Liaison dangereuse
Les terribles péripéties de leur fatal amour
Et les effets de la rage obstinée de ces familles,
Que peut seule apaiser la mort de leurs enfants,
Vont en deux heures être exposés sur notre scène.
William Shakespeare.
Paris.
Point de vue de Karl.
Je ne dormais qu'à moitié lorsque mon réveil sonna à six-heure du matin. Pourtant, la rentrée des classes était prévue pour huit-heure et demi, mais j'avais décidé que je devais me lever très tôt pour mon premier jour en terminal.
Cette année je n'avais qu'un seul objectif en tête : avoir mon bac avec une excellente mention et ainsi accéder aux grandes écoles de mon choix. J'étais déterminé à fournir un maximum de travaille et à m'acharner pour atteindre mon objectif. Toutes ces années de travail acharné et de labeur vont enfin donner leur fruit cette année.
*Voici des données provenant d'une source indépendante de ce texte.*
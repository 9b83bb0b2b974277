//! Task list controller: owns the list, dispatches commands, saves after
//! every mutation.

use anyhow::Result;

use crate::core::command::{Applied, Command, Outcome};
use crate::core::list;
use crate::core::task::Task;
use crate::io::store::TaskStore;

/// Exclusive owner of the in-memory task list.
///
/// Every accepted command mutates the list and then persists it; rejected
/// commands touch neither memory nor disk. When a save fails the in-memory
/// mutation is deliberately kept (the operation took effect, only durability
/// failed) and the error propagates to whoever can tell the user.
pub struct Controller {
    tasks: Vec<Task>,
    store: TaskStore,
}

impl Controller {
    /// Open the controller over a store, loading whatever task list the
    /// store can recover (an empty list when there is none).
    pub fn open(store: TaskStore) -> Self {
        let tasks = store.load();
        Self { tasks, store }
    }

    /// Read-only projection for rendering. The presentation layer never
    /// mutates the list directly.
    pub fn tasks(&self) -> &[Task] {
        &self.tasks
    }

    pub fn store(&self) -> &TaskStore {
        &self.store
    }

    /// Apply one command. Rejections come back as [`Outcome::Rejected`];
    /// the `Err` branch is reserved for save failures.
    pub fn dispatch(&mut self, command: Command) -> Result<Outcome> {
        let applied = match command {
            Command::Add { text } => match list::add(&mut self.tasks, &text) {
                Ok(()) => Applied::Added,
                Err(rejection) => return Ok(Outcome::Rejected(rejection)),
            },
            Command::Toggle { index } => match list::toggle(&mut self.tasks, index) {
                Ok(done) => Applied::Toggled { done },
                Err(rejection) => return Ok(Outcome::Rejected(rejection)),
            },
            Command::Delete { index } => match list::delete(&mut self.tasks, index) {
                Ok(task) => Applied::Deleted { text: task.text },
                Err(rejection) => return Ok(Outcome::Rejected(rejection)),
            },
            // Always saves, even when nothing was removed; the rewrite is
            // observable via the file's modification time.
            Command::ClearCompleted => Applied::Cleared {
                removed: list::clear_completed(&mut self.tasks),
            },
        };
        self.store.save(&self.tasks)?;
        Ok(Outcome::Applied(applied))
    }

    /// Explicit save of the current list: the shutdown save, and the manual
    /// save action.
    pub fn save(&self) -> Result<()> {
        self.store.save(&self.tasks)
    }
}

#[cfg(test)]
mod tests {
    use super::*;
    use crate::core::command::Rejection;
    use crate::test_support::{StoreFixture, task, tasks};

    #[test]
    fn open_on_empty_store_starts_empty() {
        let fixture = StoreFixture::new().expect("fixture");
        let controller = Controller::open(fixture.store());
        assert!(controller.tasks().is_empty());
    }

    #[test]
    fn accepted_commands_persist_immediately() {
        let fixture = StoreFixture::new().expect("fixture");
        let mut controller = Controller::open(fixture.store());

        let outcome = controller
            .dispatch(Command::Add {
                text: " water plants ".to_string(),
            })
            .expect("dispatch");
        assert_eq!(outcome, Outcome::Applied(Applied::Added));

        // A fresh store sees the trimmed task on disk already.
        assert_eq!(fixture.store().load(), tasks(&[("water plants", false)]));
    }

    #[test]
    fn rejected_commands_do_not_save() {
        let fixture = StoreFixture::new().expect("fixture");
        let mut controller = Controller::open(fixture.store());

        let outcome = controller
            .dispatch(Command::Add {
                text: "   ".to_string(),
            })
            .expect("dispatch");
        assert_eq!(outcome, Outcome::Rejected(Rejection::EmptyInput));

        let outcome = controller
            .dispatch(Command::Toggle { index: None })
            .expect("dispatch");
        assert_eq!(outcome, Outcome::Rejected(Rejection::NoSelection));

        let outcome = controller
            .dispatch(Command::Delete { index: Some(3) })
            .expect("dispatch");
        assert_eq!(outcome, Outcome::Rejected(Rejection::NoSelection));

        // No accepted command yet, so nothing has been written.
        assert!(!fixture.path().exists());
    }

    #[test]
    fn toggle_reports_the_new_flag() {
        let fixture = StoreFixture::new().expect("fixture");
        fixture
            .store()
            .save(&tasks(&[("a", false)]))
            .expect("seed");
        let mut controller = Controller::open(fixture.store());

        let outcome = controller
            .dispatch(Command::Toggle { index: Some(0) })
            .expect("dispatch");
        assert_eq!(outcome, Outcome::Applied(Applied::Toggled { done: true }));
        let outcome = controller
            .dispatch(Command::Toggle { index: Some(0) })
            .expect("dispatch");
        assert_eq!(outcome, Outcome::Applied(Applied::Toggled { done: false }));
    }

    #[test]
    fn delete_reports_the_removed_text() {
        let fixture = StoreFixture::new().expect("fixture");
        fixture
            .store()
            .save(&tasks(&[("keep", false), ("drop", true)]))
            .expect("seed");
        let mut controller = Controller::open(fixture.store());

        let outcome = controller
            .dispatch(Command::Delete { index: Some(1) })
            .expect("dispatch");
        assert_eq!(
            outcome,
            Outcome::Applied(Applied::Deleted {
                text: "drop".to_string()
            })
        );
        assert_eq!(controller.tasks(), [task("keep", false)]);
        assert_eq!(fixture.store().load(), tasks(&[("keep", false)]));
    }

    #[test]
    fn clear_completed_saves_even_when_nothing_removed() {
        let fixture = StoreFixture::new().expect("fixture");
        fixture
            .store()
            .save(&tasks(&[("open", false)]))
            .expect("seed");
        let mut controller = Controller::open(fixture.store());

        // Remove the file out from under the controller: the unconditional
        // save after clear must recreate it.
        std::fs::remove_file(fixture.path()).expect("remove");
        let outcome = controller.dispatch(Command::ClearCompleted).expect("dispatch");
        assert_eq!(outcome, Outcome::Applied(Applied::Cleared { removed: 0 }));
        assert!(fixture.path().exists());
        assert_eq!(fixture.store().load(), tasks(&[("open", false)]));
    }

    #[test]
    fn clear_completed_reports_removed_count() {
        let fixture = StoreFixture::new().expect("fixture");
        fixture
            .store()
            .save(&tasks(&[("a", false), ("b", true), ("c", true), ("d", false)]))
            .expect("seed");
        let mut controller = Controller::open(fixture.store());

        let outcome = controller.dispatch(Command::ClearCompleted).expect("dispatch");
        assert_eq!(outcome, Outcome::Applied(Applied::Cleared { removed: 2 }));
        assert_eq!(controller.tasks(), tasks(&[("a", false), ("d", false)]));
    }

    #[test]
    fn save_failure_keeps_the_in_memory_mutation() {
        let fixture = StoreFixture::new().expect("fixture");
        let mut controller = Controller::open(fixture.store());
        controller
            .dispatch(Command::Add {
                text: "survives".to_string(),
            })
            .expect("dispatch");

        // Turn the data file path into a directory so the rename fails.
        std::fs::remove_file(fixture.path()).expect("remove");
        std::fs::create_dir(fixture.path()).expect("block path");

        let result = controller.dispatch(Command::Add {
            text: "durability fails".to_string(),
        });
        assert!(result.is_err());
        assert_eq!(
            controller.tasks(),
            tasks(&[("survives", false), ("durability fails", false)])
        );
    }
}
Je m'étirai doucement puis ouvris lentement mes yeux, je scrutai les quatre recoins de ma chambre comme pour redécouvrir le décor. Une jeune blonde à moitié nue était allongée à mes côtés sur mon lit. Elle dormait paisiblement, ça me faisait presque mal de la réveiller. Et puis, il faut dire qu'après la soirée d'hier elle avait bien besoin d'un peu de repos.
Je la secouai un peu, elle m'adressa une petite grimace avant de rouspéter comme une enfant et de se rendormir. C'était perdu d'avance elle ne se réveillera pas de si tôt. Je décidai alors de me préparer et de la réveiller par la suite.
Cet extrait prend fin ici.